*Assignment*:
Your answer must be every line of the data below that holds the string "Clone", copied exactly.

*** Opening Records supplied ***

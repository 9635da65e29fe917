//! Difficulty profiles
//!
//! Each difficulty maps to a bundle of physics and spawn constants. The
//! built-in table mirrors the original Flappy Bird feel; a JSON table can
//! replace it wholesale.

use std::fmt;
use std::str::FromStr;

use serde::{Deserialize, Serialize};

use crate::consts::GAP_FLOOR;
use crate::error::{GameError, Result};
use crate::sim::ScalingPolicy;

/// Difficulty selection
#[derive(Debug, Clone, Copy, PartialEq, Eq, Hash, Serialize, Deserialize, Default)]
#[serde(rename_all = "lowercase")]
pub enum Difficulty {
    Easy,
    #[default]
    Medium,
    Hard,
    /// Same physics as medium, but the autoplay controller flies
    Autoplay,
}

impl Difficulty {
    pub const ALL: [Difficulty; 4] = [
        Difficulty::Easy,
        Difficulty::Medium,
        Difficulty::Hard,
        Difficulty::Autoplay,
    ];

    pub fn as_str(&self) -> &'static str {
        match self {
            Difficulty::Easy => "easy",
            Difficulty::Medium => "medium",
            Difficulty::Hard => "hard",
            Difficulty::Autoplay => "autoplay",
        }
    }

    /// Whether the autoplay controller owns the avatar
    pub fn is_autoplay(&self) -> bool {
        matches!(self, Difficulty::Autoplay)
    }

    /// Easy and autoplay keep their starting speed and gap for the whole run
    pub fn scaling_policy(&self) -> ScalingPolicy {
        match self {
            Difficulty::Easy | Difficulty::Autoplay => ScalingPolicy::Static,
            Difficulty::Medium | Difficulty::Hard => ScalingPolicy::Progressive,
        }
    }
}

impl fmt::Display for Difficulty {
    fn fmt(&self, f: &mut fmt::Formatter<'_>) -> fmt::Result {
        f.write_str(self.as_str())
    }
}

impl FromStr for Difficulty {
    type Err = GameError;

    fn from_str(s: &str) -> Result<Self> {
        match s.trim().to_lowercase().as_str() {
            "easy" => Ok(Difficulty::Easy),
            "medium" => Ok(Difficulty::Medium),
            "hard" => Ok(Difficulty::Hard),
            "autoplay" => Ok(Difficulty::Autoplay),
            _ => Err(GameError::UnknownDifficulty(s.to_string())),
        }
    }
}

/// Physics and spawn constants for one difficulty
#[derive(Debug, Clone, Copy, PartialEq, Serialize, Deserialize)]
#[serde(deny_unknown_fields)]
pub struct ConfigurationProfile {
    /// Downward acceleration per tick
    pub gravity: f32,
    /// Velocity set by a jump (negative = upward)
    pub impulse_force: f32,
    pub avatar_size: f32,
    pub obstacle_width: f32,
    /// Vertical opening between the top and bottom bars
    pub obstacle_gap: f32,
    /// Leftward motion per tick
    pub obstacle_speed: f32,
    /// Minimum height of either bar
    pub min_obstacle_height: f32,
    /// Carried for tuning tables; spawn sampling is bounded by the field
    pub max_obstacle_height: f32,
}

impl ConfigurationProfile {
    pub const EASY: Self = Self {
        gravity: 0.25,
        impulse_force: -5.0,
        avatar_size: 30.0,
        obstacle_width: 60.0,
        obstacle_gap: 180.0,
        obstacle_speed: 2.0,
        min_obstacle_height: 50.0,
        max_obstacle_height: 300.0,
    };

    pub const MEDIUM: Self = Self {
        gravity: 0.3,
        impulse_force: -5.5,
        avatar_size: 30.0,
        obstacle_width: 60.0,
        obstacle_gap: 150.0,
        obstacle_speed: 2.5,
        min_obstacle_height: 50.0,
        max_obstacle_height: 300.0,
    };

    pub const HARD: Self = Self {
        gravity: 0.35,
        impulse_force: -6.0,
        avatar_size: 30.0,
        obstacle_width: 60.0,
        obstacle_gap: 120.0,
        obstacle_speed: 3.5,
        min_obstacle_height: 50.0,
        max_obstacle_height: 300.0,
    };

    pub const AUTOPLAY: Self = Self::MEDIUM;

    /// Built-in profile for a difficulty
    pub fn resolve(difficulty: Difficulty) -> Self {
        match difficulty {
            Difficulty::Easy => Self::EASY,
            Difficulty::Medium => Self::MEDIUM,
            Difficulty::Hard => Self::HARD,
            Difficulty::Autoplay => Self::AUTOPLAY,
        }
    }

    fn validate(&self, profile: &'static str) -> Result<()> {
        let invalid = |reason: &str| GameError::InvalidTuning {
            profile,
            reason: reason.to_string(),
        };

        if !(self.gravity > 0.0) {
            return Err(invalid("gravity must be positive"));
        }
        if !(self.impulse_force < 0.0) {
            return Err(invalid("impulse_force must be negative (upward)"));
        }
        if !(self.avatar_size > 0.0 && self.obstacle_width > 0.0) {
            return Err(invalid("avatar_size and obstacle_width must be positive"));
        }
        if !(self.obstacle_speed > 0.0) {
            return Err(invalid("obstacle_speed must be positive"));
        }
        if !(self.obstacle_gap >= GAP_FLOOR) {
            return Err(invalid(&format!("obstacle_gap must be at least {GAP_FLOOR}")));
        }
        if self.min_obstacle_height < 0.0 {
            return Err(invalid("min_obstacle_height must not be negative"));
        }
        Ok(())
    }
}

/// All four profiles
#[derive(Debug, Clone, PartialEq, Serialize, Deserialize)]
#[serde(deny_unknown_fields)]
pub struct TuningTable {
    pub easy: ConfigurationProfile,
    pub medium: ConfigurationProfile,
    pub hard: ConfigurationProfile,
    pub autoplay: ConfigurationProfile,
}

impl Default for TuningTable {
    fn default() -> Self {
        Self {
            easy: ConfigurationProfile::EASY,
            medium: ConfigurationProfile::MEDIUM,
            hard: ConfigurationProfile::HARD,
            autoplay: ConfigurationProfile::AUTOPLAY,
        }
    }
}

impl TuningTable {
    /// Parse and validate a JSON tuning table
    pub fn from_json(json: &str) -> Result<Self> {
        let table: TuningTable = serde_json::from_str(json)?;
        table.validate()?;
        log::info!("Loaded tuning table from json");
        Ok(table)
    }

    pub fn to_json(&self) -> Result<String> {
        Ok(serde_json::to_string_pretty(self)?)
    }

    pub fn profile(&self, difficulty: Difficulty) -> ConfigurationProfile {
        match difficulty {
            Difficulty::Easy => self.easy,
            Difficulty::Medium => self.medium,
            Difficulty::Hard => self.hard,
            Difficulty::Autoplay => self.autoplay,
        }
    }

    pub fn validate(&self) -> Result<()> {
        for difficulty in Difficulty::ALL {
            self.profile(difficulty).validate(difficulty.as_str())?;
        }
        Ok(())
    }
}

#[cfg(test)]
mod tests {
    use super::*;

    #[test]
    fn test_parse_difficulty() {
        assert_eq!("easy".parse::<Difficulty>().unwrap(), Difficulty::Easy);
        assert_eq!(" Hard ".parse::<Difficulty>().unwrap(), Difficulty::Hard);
        assert_eq!(
            "AUTOPLAY".parse::<Difficulty>().unwrap(),
            Difficulty::Autoplay
        );
        for difficulty in Difficulty::ALL {
            assert_eq!(difficulty.as_str().parse::<Difficulty>().unwrap(), difficulty);
        }
    }

    #[test]
    fn test_unknown_difficulty_rejected() {
        let err = "nightmare".parse::<Difficulty>().unwrap_err();
        assert!(matches!(err, GameError::UnknownDifficulty(ref s) if s == "nightmare"));
        assert_eq!(err.to_string(), "unknown difficulty: nightmare");
    }

    #[test]
    fn test_resolve_profiles() {
        assert_eq!(ConfigurationProfile::resolve(Difficulty::Easy).obstacle_gap, 180.0);
        assert_eq!(ConfigurationProfile::resolve(Difficulty::Medium).obstacle_speed, 2.5);
        assert_eq!(ConfigurationProfile::resolve(Difficulty::Hard).impulse_force, -6.0);
        assert_eq!(
            ConfigurationProfile::resolve(Difficulty::Autoplay),
            ConfigurationProfile::resolve(Difficulty::Medium)
        );
    }

    #[test]
    fn test_scaling_policy_per_difficulty() {
        assert_eq!(Difficulty::Easy.scaling_policy(), ScalingPolicy::Static);
        assert_eq!(Difficulty::Autoplay.scaling_policy(), ScalingPolicy::Static);
        assert_eq!(Difficulty::Medium.scaling_policy(), ScalingPolicy::Progressive);
        assert_eq!(Difficulty::Hard.scaling_policy(), ScalingPolicy::Progressive);
        assert_eq!(Difficulty::default(), Difficulty::Medium);
    }

    #[test]
    fn test_default_table_is_valid() {
        TuningTable::default().validate().unwrap();
    }

    #[test]
    fn test_json_table_roundtrip_and_override() {
        let mut table = TuningTable::default();
        table.hard.obstacle_speed = 4.0;
        let json = table.to_json().unwrap();
        let parsed = TuningTable::from_json(&json).unwrap();
        assert_eq!(parsed.profile(Difficulty::Hard).obstacle_speed, 4.0);
    }

    #[test]
    fn test_json_table_rejects_small_gap() {
        let mut table = TuningTable::default();
        table.easy.obstacle_gap = 80.0;
        let json = serde_json::to_string(&table).unwrap();
        let err = TuningTable::from_json(&json).unwrap_err();
        assert!(matches!(err, GameError::InvalidTuning { profile: "easy", .. }));
    }

    #[test]
    fn test_json_table_rejects_unknown_fields() {
        let json = r#"{"easy": {"gravity": 0.25}}"#;
        assert!(matches!(
            TuningTable::from_json(json),
            Err(GameError::Json(_))
        ));
    }
}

*** Closing Records supplied ***

*Result below*:
#[derive(Debug, Clone, Copy, PartialEq, Eq, Hash, Serialize, Deserialize, Default)]
#[derive(Debug, Clone, Copy, PartialEq, Serialize, Deserialize)]
#[derive(Debug, Clone, PartialEq, Serialize, Deserialize)]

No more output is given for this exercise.